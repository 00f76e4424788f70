//! Round phase transitions.

use roundkeeper_model::Figure;
use serde::{Deserialize, Serialize};
use tracing::{debug, info};

use crate::{Phase, RosterCollaborator, Session, ordering};

/// What a call to [`Session::advance_phase`] did.
#[derive(Debug, Clone, Copy, PartialEq, Eq, Serialize, Deserialize)]
pub enum PhaseTransition {
    /// Preparation → Execution; the round counter now reads `round`.
    EnteredExecution { round: u32 },
    /// Execution → Preparation; every figure is Waiting again.
    EnteredPreparation,
    /// Still in Preparation: some character has not chosen an initiative.
    NotReady,
}

impl Session {
    /// Whether Execution may start: the roster is non-empty and every
    /// character has a priority, is exhausted, or has already finished.
    pub fn ready_to_advance(&self) -> bool {
        !self.roster.is_empty()
            && self.roster.iter().all(|f| match f {
                Figure::Character(c) => c.priority() > 0 || c.exhausted || c.resolved,
                Figure::Monster(_) | Figure::Objective(_) => true,
            })
    }

    /// Re-sorts the roster for the current phase. Safe to call any time.
    pub fn sort_roster(&mut self) {
        ordering::sort_roster(&mut self.roster, self.phase, self.labels.as_ref());
    }

    /// Moves the round to its other phase, if allowed.
    ///
    /// Marks the session busy whether or not a transition happens; the
    /// caller releases it with [`release_busy`](Self::release_busy) once
    /// dependent triggers should be accepted again. Entering Execution
    /// requires [`ready_to_advance`](Self::ready_to_advance); otherwise the
    /// call leaves phase, round, roster, and elements untouched.
    pub fn advance_phase(
        &mut self,
        rosters: &mut [&mut dyn RosterCollaborator],
    ) -> PhaseTransition {
        self.busy = true;
        self.sample_clock();

        match self.phase {
            Phase::Execution => {
                self.phase = self.phase.next();
                for collaborator in rosters.iter_mut() {
                    debug!(collaborator = collaborator.name(), "advance");
                    collaborator.advance(&mut self.roster);
                }
                if self.config.move_elements {
                    self.elements.promote_into_preparation();
                }
                self.sort_roster();
                for figure in &mut self.roster {
                    figure.set_active(false);
                    figure.set_resolved(false);
                }
                info!(round = self.round, "entered preparation");
                PhaseTransition::EnteredPreparation
            }
            Phase::Preparation if self.ready_to_advance() => {
                self.phase = self.phase.next();
                self.round += 1;
                for collaborator in rosters.iter_mut() {
                    debug!(collaborator = collaborator.name(), "draw");
                    collaborator.draw(&mut self.roster);
                }
                if self.config.move_elements {
                    self.elements.promote_into_execution();
                }
                self.sort_roster();
                if let Some(first) = self.roster.first_mut() {
                    first.set_active(true);
                }
                info!(round = self.round, "entered execution");
                PhaseTransition::EnteredExecution { round: self.round }
            }
            Phase::Preparation => {
                debug!("not every character has an initiative; staying in preparation");
                PhaseTransition::NotReady
            }
        }
    }
}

------------------------------------------------

- _TASK PROMPT_
A faithful copy of the whole listing is needed.

- _RESULT FOR THIS TASK_
repository 00f76e4424788f70
//! Round phase transitions.

use roundkeeper_model::Figure;
use serde::{Deserialize, Serialize};
use tracing::{debug, info};

use crate::{Phase, RosterCollaborator, Session, ordering};

/// What a call to [`Session::advance_phase`] did.
#[derive(Debug, Clone, Copy, PartialEq, Eq, Serialize, Deserialize)]
pub enum PhaseTransition {
    /// Preparation → Execution; the round counter now reads `round`.
    EnteredExecution { round: u32 },
    /// Execution → Preparation; every figure is Waiting again.
    EnteredPreparation,
    /// Still in Preparation: some character has not chosen an initiative.
    NotReady,
}

impl Session {
    /// Whether Execution may start: the roster is non-empty and every
    /// character has a priority, is exhausted, or has already finished.
    pub fn ready_to_advance(&self) -> bool {
        !self.roster.is_empty()
            && self.roster.iter().all(|f| match f {
                Figure::Character(c) => c.priority() > 0 || c.exhausted || c.resolved,
                Figure::Monster(_) | Figure::Objective(_) => true,
            })
    }

    /// Re-sorts the roster for the current phase. Safe to call any time.
    pub fn sort_roster(&mut self) {
        ordering::sort_roster(&mut self.roster, self.phase, self.labels.as_ref());
    }

    /// Moves the round to its other phase, if allowed.
    ///
    /// Marks the session busy whether or not a transition happens; the
    /// caller releases it with [`release_busy`](Self::release_busy) once
    /// dependent triggers should be accepted again. Entering Execution
    /// requires [`ready_to_advance`](Self::ready_to_advance); otherwise the
    /// call leaves phase, round, roster, and elements untouched.
    pub fn advance_phase(
        &mut self,
        rosters: &mut [&mut dyn RosterCollaborator],
    ) -> PhaseTransition {
        self.busy = true;
        self.sample_clock();

        match self.phase {
            Phase::Execution => {
                self.phase = self.phase.next();
                for collaborator in rosters.iter_mut() {
                    debug!(collaborator = collaborator.name(), "advance");
                    collaborator.advance(&mut self.roster);
                }
                if self.config.move_elements {
                    self.elements.promote_into_preparation();
                }
                self.sort_roster();
                for figure in &mut self.roster {
                    figure.set_active(false);
                    figure.set_resolved(false);
                }
                info!(round = self.round, "entered preparation");
                PhaseTransition::EnteredPreparation
            }
            Phase::Preparation if self.ready_to_advance() => {
                self.phase = self.phase.next();
                self.round += 1;
                for collaborator in rosters.iter_mut() {
                    debug!(collaborator = collaborator.name(), "draw");
                    collaborator.draw(&mut self.roster);
                }
                if self.config.move_elements {
                    self.elements.promote_into_execution();
                }
                self.sort_roster();
                if let Some(first) = self.roster.first_mut() {
                    first.set_active(true);
                }
                info!(round = self.round, "entered execution");
                PhaseTransition::EnteredExecution { round: self.round }
            }
            Phase::Preparation => {
                debug!("not every character has an initiative; staying in preparation");
                PhaseTransition::NotReady
            }
        }
    }
}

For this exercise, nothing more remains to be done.